Kaybolan neşeyi bulmak
Sebepleri malum, son aylarda canı sıkılmayan, ruhu daralmayan, morali bozulmayan kimse kalmadı. Gündem, kendisiyle yarışyor adeta. Peş peşe hüzün rekorları kırıyoruz ve daha bir konuyu hazmedip sindiremeden yeni bir sıkıntının manşetini okuyoruz. İyi değiliz yani.
Gri bir toplum olduk, parçalı bulutlu ruhlarımız. Hüznün yarattığı monotonluk hiç bir şeye benzemiyormuş, beni de aldı bir ara içine farkına varmadan. İyi de oldu aslında, çünkü her şeyi bir kenara bırakıp,harıl harıl neşeyi aramaya başladım sonunda mecburen. Kaybedince anlıyor insan değerini, ışığı söndüğünde.
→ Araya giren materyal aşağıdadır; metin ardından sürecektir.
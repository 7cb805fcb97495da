//! Service types and their QoS envelopes

use crate::simulation::error::ValidationError;
use crate::types::{
    BearerType, RangeDefinition, ServiceCategory, ServiceTypeDefinition, ServiceTypeId, TechnologyId,
};
use rand::Rng;
use serde::{Deserialize, Serialize};

/// Inclusive range of a QoS attribute
#[derive(Debug, Clone, Copy, PartialEq, Serialize, Deserialize)]
pub struct QosRange {
    /// Lower bound
    pub min: f64,
    /// Upper bound
    pub max: f64,
}

impl QosRange {
    /// Create a validated range; both ends finite and `min <= max`
    pub fn new(field: &str, min: f64, max: f64) -> Result<Self, ValidationError> {
        if !min.is_finite() || !max.is_finite() || min > max {
            return Err(ValidationError::InvalidRange { field: field.to_string(), min, max });
        }
        Ok(Self { min, max })
    }

    /// Draw a value uniformly from the range; exactly `min` when the range is a point
    pub fn sample<R: Rng + ?Sized>(&self, rng: &mut R) -> f64 {
        if self.min == self.max {
            self.min
        } else {
            rng.gen_range(self.min..=self.max)
        }
    }

    /// Whether `value` lies within the range
    pub fn contains(&self, value: f64) -> bool {
        (self.min..=self.max).contains(&value)
    }
}

/// QoS envelope of a service type
#[derive(Debug, Clone, Copy, PartialEq, Serialize, Deserialize)]
pub struct QosProfile {
    /// Jitter in milliseconds
    pub jitter: QosRange,
    /// Latency in milliseconds
    pub latency: QosRange,
    /// Throughput in Mbit/s
    pub throughput: QosRange,
    /// Packet loss in percent
    pub packet_loss: QosRange,
    /// Call setup time in milliseconds
    pub call_setup_time: QosRange,
    /// Mean opinion score
    pub mos: QosRange,
}

/// One set of QoS values drawn from a [`QosProfile`]
#[derive(Debug, Clone, Copy, PartialEq, Serialize, Deserialize)]
pub struct QosSample {
    /// Jitter in milliseconds
    pub jitter: f64,
    /// Latency in milliseconds
    pub latency: f64,
    /// Throughput in Mbit/s
    pub throughput: f64,
    /// Packet loss in percent
    pub packet_loss: f64,
    /// Call setup time in milliseconds
    pub call_setup_time: f64,
    /// Mean opinion score
    pub mos: f64,
}

impl QosProfile {
    /// Sample every attribute independently
    ///
    /// Attributes are drawn in declaration order, which keeps seeded output
    /// stable.
    pub fn sample<R: Rng + ?Sized>(&self, rng: &mut R) -> QosSample {
        QosSample {
            jitter: self.jitter.sample(rng),
            latency: self.latency.sample(rng),
            throughput: self.throughput.sample(rng),
            packet_loss: self.packet_loss.sample(rng),
            call_setup_time: self.call_setup_time.sample(rng),
            mos: self.mos.sample(rng),
        }
    }

    /// Attribute names paired with their ranges
    pub fn ranges(&self) -> [(&'static str, QosRange); 6] {
        [
            ("jitter", self.jitter),
            ("latency", self.latency),
            ("throughput", self.throughput),
            ("packet_loss", self.packet_loss),
            ("call_setup_time", self.call_setup_time),
            ("mos", self.mos),
        ]
    }

    /// Check every sampled value against its range
    pub fn check(&self, sample: &QosSample) -> Result<(), ValidationError> {
        let values = [
            sample.jitter,
            sample.latency,
            sample.throughput,
            sample.packet_loss,
            sample.call_setup_time,
            sample.mos,
        ];
        for ((field, range), value) in self.ranges().into_iter().zip(values) {
            if !range.contains(value) {
                return Err(ValidationError::OutOfRange {
                    field,
                    value,
                    min: range.min,
                    max: range.max,
                });
            }
        }
        Ok(())
    }
}

/// A service offered on one technology
#[derive(Debug, Clone, PartialEq, Serialize, Deserialize)]
pub struct ServiceType {
    /// Service type identifier
    pub id: ServiceTypeId,
    /// Service name
    pub name: String,
    /// Free-form description
    pub description: String,
    /// Technology the service runs on
    pub technology: TechnologyId,
    /// Network nodes involved in delivering the service
    pub nodes: Vec<String>,
    /// Bearer used by the service
    pub bearer_type: BearerType,
    /// Traffic category
    pub category: ServiceCategory,
    /// QoS envelope
    pub qos: QosProfile,
}

impl ServiceType {
    /// Build a validated service type from its document definition
    pub fn from_definition(
        definition: &ServiceTypeDefinition,
        technology: TechnologyId,
    ) -> Result<Self, ValidationError> {
        let id = u32::try_from(definition.id)
            .ok()
            .filter(|id| *id > 0)
            .ok_or(ValidationError::InvalidId { entity: "service type", id: definition.id })?;

        if definition.name.trim().is_empty() {
            return Err(ValidationError::EmptyName { entity: "service type", id: definition.id });
        }

        let entity = format!("service type {}", id);
        let bearer_type = definition.bearer_type.ok_or_else(|| {
            ValidationError::MissingRequiredField { entity: entity.clone(), field: "bearer_type" }
        })?;

        let range = |value: Option<RangeDefinition>, field: &'static str| {
            let raw = value.ok_or_else(|| ValidationError::MissingRequiredField {
                entity: entity.clone(),
                field,
            })?;
            QosRange::new(field, raw.min, raw.max)
        };

        let qos = QosProfile {
            jitter: range(definition.jitter, "jitter")?,
            latency: range(definition.latency, "latency")?,
            throughput: range(definition.throughput, "throughput")?,
            packet_loss: range(definition.packet_loss, "packet_loss")?,
            call_setup_time: range(definition.call_setup_time, "call_setup_time")?,
            mos: range(definition.mos, "mos")?,
        };

        for (field, range) in qos.ranges() {
            if range.min < 0.0 {
                return Err(ValidationError::InvalidValue {
                    field: field.to_string(),
                    reason: format!("{} must not be negative, got {}", entity, range.min),
                });
            }
        }
        if qos.packet_loss.max > 100.0 {
            return Err(ValidationError::InvalidValue {
                field: "packet_loss".to_string(),
                reason: format!("{} packet loss above 100%", entity),
            });
        }
        if qos.mos.max > 5.0 {
            return Err(ValidationError::InvalidValue {
                field: "mos".to_string(),
                reason: format!("{} MOS above 5.0", entity),
            });
        }

        Ok(Self {
            id: ServiceTypeId(id),
            name: definition.name.clone(),
            description: definition.description.clone(),
            technology,
            nodes: definition.nodes.clone(),
            bearer_type,
            category: definition.category.unwrap_or_else(|| ServiceCategory::infer(&definition.name)),
            qos,
        })
    }
}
Karamsarlaşmamak ve her gün neşeyi yaratmak için kendime söz verdim. Başka çaresi yok çünkü. Her şeye rağmen mutlu olmak asıl önemli olan. Her şey yolunda ve güzel giderken mutlu olmak “bebek oyuncağı” yoksa. “Ne yapabilirim ki? Şartlar belli...” diyenlere önerilerim var bugün:
Başkalarının dramlarının içine çekilmeyin, onları dinlerken ya da acılarını paylaşırken onların frekansına inmeyin. “Tanık olmayı” ve dışarıdan gözlemlemeyi öğrenin. Hasta olan birine yardımcı olabilmeniz için sizin de hasta olmanız gerekmediğini unutmayın.
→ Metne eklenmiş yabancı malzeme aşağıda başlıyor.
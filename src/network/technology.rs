//! Network technologies and the technology registry
//!
//! The registry is built once at startup, never mutated, and passed by
//! reference to everything that needs to resolve a technology.

use crate::simulation::error::ValidationError;
use crate::types::{TechnologyDefinition, TechnologyId};
use serde::{Deserialize, Serialize};
use std::collections::BTreeMap;

/// A radio access technology offered by the simulated network
#[derive(Debug, Clone, PartialEq, Eq, Serialize, Deserialize)]
pub struct NetworkTechnology {
    /// Technology identifier
    pub id: TechnologyId,
    /// Display name
    pub name: String,
    /// Free-form description
    pub description: String,
}

impl NetworkTechnology {
    /// Create a validated technology
    pub fn new(
        id: TechnologyId,
        name: impl Into<String>,
        description: impl Into<String>,
    ) -> Result<Self, ValidationError> {
        let name = name.into();
        if name.trim().is_empty() {
            return Err(ValidationError::EmptyName {
                entity: "network technology",
                id: i64::from(id.code()),
            });
        }
        Ok(Self { id, name, description: description.into() })
    }

    /// Build a technology from its document definition
    pub fn from_definition(definition: &TechnologyDefinition) -> Result<Self, ValidationError> {
        let id: TechnologyId = definition
            .id
            .parse()
            .map_err(|_| ValidationError::UnknownTechnology(definition.id.clone()))?;
        Self::new(id, definition.name.clone(), definition.description.clone())
    }
}

/// Immutable table of known technologies
#[derive(Debug, Clone, PartialEq, Eq)]
pub struct TechnologyRegistry {
    technologies: BTreeMap<TechnologyId, NetworkTechnology>,
}

impl TechnologyRegistry {
    /// The standard 2G, 3G, 4G and 5G table
    pub fn standard() -> Self {
        let entries = [
            (TechnologyId::TwoG, "GSM", "Second generation circuit-switched mobile network"),
            (TechnologyId::ThreeG, "UMTS", "Third generation mobile network"),
            (TechnologyId::FourG, "LTE", "Fourth generation all-IP mobile network"),
            (TechnologyId::FiveG, "NR", "Fifth generation New Radio mobile network"),
        ];
        let technologies = entries
            .into_iter()
            .map(|(id, name, description)| {
                (id, NetworkTechnology { id, name: name.to_string(), description: description.to_string() })
            })
            .collect();
        Self { technologies }
    }

    /// Build a registry from document definitions, or the standard table when empty
    pub fn from_definitions(definitions: &[TechnologyDefinition]) -> Result<Self, ValidationError> {
        if definitions.is_empty() {
            return Ok(Self::standard());
        }

        let mut technologies = BTreeMap::new();
        for definition in definitions {
            let technology = NetworkTechnology::from_definition(definition)?;
            if technologies.contains_key(&technology.id) {
                return Err(ValidationError::InvalidValue {
                    field: "technologies".to_string(),
                    reason: format!("{} is defined more than once", technology.id),
                });
            }
            technologies.insert(technology.id, technology);
        }
        Ok(Self { technologies })
    }

    /// Look up a technology
    pub fn get(&self, id: TechnologyId) -> Option<&NetworkTechnology> {
        self.technologies.get(&id)
    }

    /// Whether the technology is registered
    pub fn contains(&self, id: TechnologyId) -> bool {
        self.technologies.contains_key(&id)
    }

    /// Resolve a technology name from a document key
    pub fn resolve(&self, key: &str) -> Result<TechnologyId, ValidationError> {
        key.parse::<TechnologyId>()
            .ok()
            .filter(|id| self.contains(*id))
            .ok_or_else(|| ValidationError::UnknownTechnology(key.to_string()))
    }

    /// Registered technology ids in generation order
    pub fn ids(&self) -> impl Iterator<Item = TechnologyId> + '_ {
        self.technologies.keys().copied()
    }

    /// Number of registered technologies
    pub fn len(&self) -> usize {
        self.technologies.len()
    }

    /// Whether the registry is empty
    pub fn is_empty(&self) -> bool {
        self.technologies.is_empty()
    }
}

impl Default for TechnologyRegistry {
    fn default() -> Self {
        Self::standard()
    }
}

#[cfg(test)]
mod tests {
    use super::*;

    #[test]
    fn test_standard_registry() {
        let registry = TechnologyRegistry::standard();
        assert_eq!(registry.len(), 4);
        assert_eq!(registry.get(TechnologyId::FourG).unwrap().name, "LTE");
        assert_eq!(
            registry.ids().collect::<Vec<_>>(),
            vec![
                TechnologyId::TwoG,
                TechnologyId::ThreeG,
                TechnologyId::FourG,
                TechnologyId::FiveG
            ]
        );
    }

    #[test]
    fn test_resolve_rejects_unregistered() {
        let definitions = vec![TechnologyDefinition {
            id: "4G".to_string(),
            name: "LTE".to_string(),
            description: String::new(),
        }];
        let registry = TechnologyRegistry::from_definitions(&definitions).unwrap();
        assert_eq!(registry.resolve("4G").unwrap(), TechnologyId::FourG);
        assert_eq!(
            registry.resolve("2G"),
            Err(ValidationError::UnknownTechnology("2G".to_string()))
        );
        assert_eq!(
            registry.resolve("6G"),
            Err(ValidationError::UnknownTechnology("6G".to_string()))
        );
    }

    #[test]
    fn test_definition_validation() {
        let unknown = TechnologyDefinition {
            id: "WiMAX".to_string(),
            name: "WiMAX".to_string(),
            description: String::new(),
        };
        assert!(matches!(
            NetworkTechnology::from_definition(&unknown),
            Err(ValidationError::UnknownTechnology(_))
        ));

        assert!(matches!(
            NetworkTechnology::new(TechnologyId::TwoG, "  ", ""),
            Err(ValidationError::EmptyName { .. })
        ));
    }
}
Korku, endişe, bezginlik ve öfke insanı sadece mutsuz değil, aynı zamanda hasta da eden duygular. Sizde normalde stres yaratan her şeyi, bir sınav olarak görmeyi deneyin. Sakin kalıp, derin nefesler alıp vermeyi ve iyimser kalabilmeyi başarmayı öğrenmeniz için “dayanıklılık testi”… Adeta bir kasınızı geliştirir gibi içinizdeki gücü çoğaltabilmek için de bol bol egzersiz yapıyorsunuz ve giderek kolaylaşıyor merkezinizde kalmak.
“Neşe liderliği” yapın. Baktınız ortam gergin, konuyu değiştirin usulca. Karşınızdaki kişiye samimi bir iltifat edin mesela, konu güzel bir şeye kaysın. Mutluluk, neşe veren bir hikaye, video ya da resimden bahsedin etraftakilere. Gülmek ve güldürmek için bahaneler yaratın. “Neden bahsedeceğim ki?” diyorsanız, şimdiden malzeme toplamaya başlayın.Biraz zaman harcayın bu amaç uğruna. Neşeyi yaymayı iş edinin.
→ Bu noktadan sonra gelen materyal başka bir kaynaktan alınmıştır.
//! Core types and identifiers for the CDR generator
//!
//! This module contains fundamental types, identifiers, and configuration structures
//! used throughout the generator.
//!
//! # Overview
//!
//! - **Identifiers**: numeric identifiers for topology entities and UUID-based CDR ids
//! - **Enums**: technologies, element status, bearer types, mix policies and formats
//! - **Configuration**: generation settings with validation and CLI support
//! - **Network document**: the declarative description of the simulated network
//!
//! # Usage Example
//!
//! ```rust
//! use cdr_synth::types::*;
//!
//! let technology: TechnologyId = "4G".parse().unwrap();
//! assert_eq!(technology.radio_identity_kind(), RadioIdentityKind::TrackingArea);
//!
//! let config = SimulationConfig {
//!     record_count: 100,
//!     seed: Some(42),
//!     ..Default::default()
//! };
//! assert!(config.validate().is_ok());
//!
//! let network = NetworkConfig::sample();
//! assert_eq!(network.networks.len(), 4);
//! ```

pub mod config;
pub mod enums;
pub mod identifiers;
pub mod network_config;

// Re-export all public types for convenience
pub use config::*;
pub use enums::*;
pub use identifiers::*;
pub use network_config::*;
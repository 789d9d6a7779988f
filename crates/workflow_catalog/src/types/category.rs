//! Category labels for workflows

/// Wildcard label meaning "no category filter"
pub const ALL_CATEGORIES: &str = "All Categories";

/// Returns true when the label is the wildcard category
pub fn is_wildcard(label: &str) -> bool {
    label == ALL_CATEGORIES
}
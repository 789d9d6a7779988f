//! The interactive main menu loop

use crossterm::{
    cursor::MoveTo,
    execute,
    terminal::{Clear, ClearType},
};
use std::io::Write;
use workflow_catalog::presentation::{
    render_banner, render_farewell, render_install_success, render_installing, render_list,
    render_no_results, render_statistics, selection_label,
};
use workflow_catalog::{CatalogError, QueryEngine, WorkflowInstaller};

use crate::config::AppConfig;
use crate::prompt::Prompter;

#[derive(Debug, Clone, Copy, PartialEq, Eq)]
pub enum MenuState {
    MainMenu,
    Search,
    BrowseCategory,
    ListAll,
    Statistics,
    Install,
    ContinuePrompt,
    Exit,
}

/// The six entries of the main menu, in display order
#[derive(Debug, Clone, Copy, PartialEq, Eq)]
pub enum MainMenuChoice {
    Search,
    BrowseCategory,
    ListAll,
    Statistics,
    Install,
    Exit,
}

impl MainMenuChoice {
    pub const ALL: [MainMenuChoice; 6] = [
        MainMenuChoice::Search,
        MainMenuChoice::BrowseCategory,
        MainMenuChoice::ListAll,
        MainMenuChoice::Statistics,
        MainMenuChoice::Install,
        MainMenuChoice::Exit,
    ];

    pub fn label(self) -> &'static str {
        match self {
            MainMenuChoice::Search => "🔍 Search Workflows",
            MainMenuChoice::BrowseCategory => "📂 Browse by Category",
            MainMenuChoice::ListAll => "📋 View All Workflows",
            MainMenuChoice::Statistics => "📊 View Statistics",
            MainMenuChoice::Install => "📥 Install Workflow",
            MainMenuChoice::Exit => "❌ Exit",
        }
    }

    fn next_state(self) -> MenuState {
        match self {
            MainMenuChoice::Search => MenuState::Search,
            MainMenuChoice::BrowseCategory => MenuState::BrowseCategory,
            MainMenuChoice::ListAll => MenuState::ListAll,
            MainMenuChoice::Statistics => MenuState::Statistics,
            MainMenuChoice::Install => MenuState::Install,
            MainMenuChoice::Exit => MenuState::Exit,
        }
    }
}

/// Drives the show menu, run action, ask to continue cycle
pub struct Menu<P, W> {
    engine: QueryEngine,
    installer: WorkflowInstaller,
    prompter: P,
    out: W,
    config: AppConfig,
}

impl<P: Prompter, W: Write> Menu<P, W> {
    pub fn new(
        engine: QueryEngine,
        installer: WorkflowInstaller,
        prompter: P,
        out: W,
        config: AppConfig,
    ) -> Self {
        Self {
            engine,
            installer,
            prompter,
            out,
            config,
        }
    }

    /// Run until the user exits. Returns only after the farewell is printed,
    /// or with the first prompt/output error.
    pub async fn run(&mut self) -> anyhow::Result<()> {
        let mut state = MenuState::MainMenu;

        loop {
            log::debug!("Menu state: {:?}", state);
            state = match state {
                MenuState::MainMenu => self.main_menu()?,
                MenuState::Search => {
                    self.search()?;
                    MenuState::ContinuePrompt
                }
                MenuState::BrowseCategory => {
                    self.browse_category()?;
                    MenuState::ContinuePrompt
                }
                MenuState::ListAll => {
                    let all: Vec<_> = self.engine.catalog().all_workflows().iter().collect();
                    self.out.write_all(render_list(&all).as_bytes())?;
                    MenuState::ContinuePrompt
                }
                MenuState::Statistics => {
                    let stats = self.engine.compute_statistics();
                    self.out.write_all(render_statistics(&stats).as_bytes())?;
                    MenuState::ContinuePrompt
                }
                MenuState::Install => {
                    self.install().await?;
                    MenuState::ContinuePrompt
                }
                MenuState::ContinuePrompt => self.continue_prompt()?,
                MenuState::Exit => {
                    self.out.write_all(render_farewell().as_bytes())?;
                    self.out.flush()?;
                    return Ok(());
                }
            };
        }
    }

    fn main_menu(&mut self) -> anyhow::Result<MenuState> {
        self.out.write_all(render_banner().as_bytes())?;
        self.out.flush()?;

        let labels: Vec<String> = MainMenuChoice::ALL
            .iter()
            .map(|choice| choice.label().to_string())
            .collect();
        let index = self.prompter.select("What would you like to do?", &labels)?;

        Ok(MainMenuChoice::ALL[index].next_state())
    }

    fn search(&mut self) -> anyhow::Result<()> {
        let query = self.prompter.input("🔍 Search workflows:", &|input: &str| {
            if input.is_empty() {
                Err(CatalogError::EmptyQuery.to_string())
            } else {
                Ok(())
            }
        })?;

        let results = self.engine.search(&query)?;
        let text = if results.is_empty() {
            render_no_results()
        } else {
            render_list(&results)
        };
        self.out.write_all(text.as_bytes())?;
        Ok(())
    }

    fn browse_category(&mut self) -> anyhow::Result<()> {
        let categories = self.engine.catalog().all_categories().to_vec();
        let index = self.prompter.select("📂 Select a category:", &categories)?;

        let filtered = self.engine.filter_by_category(&categories[index]);
        self.out.write_all(render_list(&filtered).as_bytes())?;
        Ok(())
    }

    async fn install(&mut self) -> anyhow::Result<()> {
        // Labels are display only; the pick resolves through the record id.
        let (labels, ids): (Vec<String>, Vec<String>) = self
            .engine
            .catalog()
            .all_workflows()
            .iter()
            .map(|wf| (selection_label(wf), wf.id.clone()))
            .unzip();
        if labels.is_empty() {
            self.out.write_all(render_no_results().as_bytes())?;
            return Ok(());
        }

        let index = self
            .prompter
            .select("📥 Select a workflow to install:", &labels)?;

        let workflow = self
            .engine
            .catalog()
            .find_by_id(&ids[index])
            .ok_or_else(|| CatalogError::NotFound(ids[index].clone()))?;

        self.out.write_all(render_installing().as_bytes())?;
        self.out.flush()?;

        let report = self.installer.install(workflow).await;
        self.out
            .write_all(render_install_success(&report).as_bytes())?;
        Ok(())
    }

    fn continue_prompt(&mut self) -> anyhow::Result<MenuState> {
        self.out.flush()?;
        if !self.prompter.confirm("Continue?", true)? {
            return Ok(MenuState::Exit);
        }

        if self.config.clear_screen {
            execute!(self.out, Clear(ClearType::All), MoveTo(0, 0))?;
        }
        Ok(MenuState::MainMenu)
    }

    #[cfg(test)]
    fn into_parts(self) -> (P, W) {
        (self.prompter, self.out)
    }
}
Ruhunuza iyi gelen şarkılardan Spotify’da, güzel güzel albümler oluşturup sadece onları dinleyin bir süre. Hüzünlü şarkılardan uzak durun.
Her gece uyumadan önce, o gün için 5 şeye şükredin: Yolunda giden, sizi gülümseten, umut veren,”hayat ne güzel” dedirten 5 şey bulun. Ufak bir defteriniz olsun baş ucunuzda, illa ki bunları not alın. Göreceksiniz, siz fark edip yazdığınızda şükredeceğiniz şeyler de çoğalacak. Bu arada, şükretmeniz için illa ki büyük şeyler olması gerekmez, burada önemli olan “yolunda giden” şeylere odaklanmanız. Neye odaklanırsak onu çoğaltıyoruz hayatımızda.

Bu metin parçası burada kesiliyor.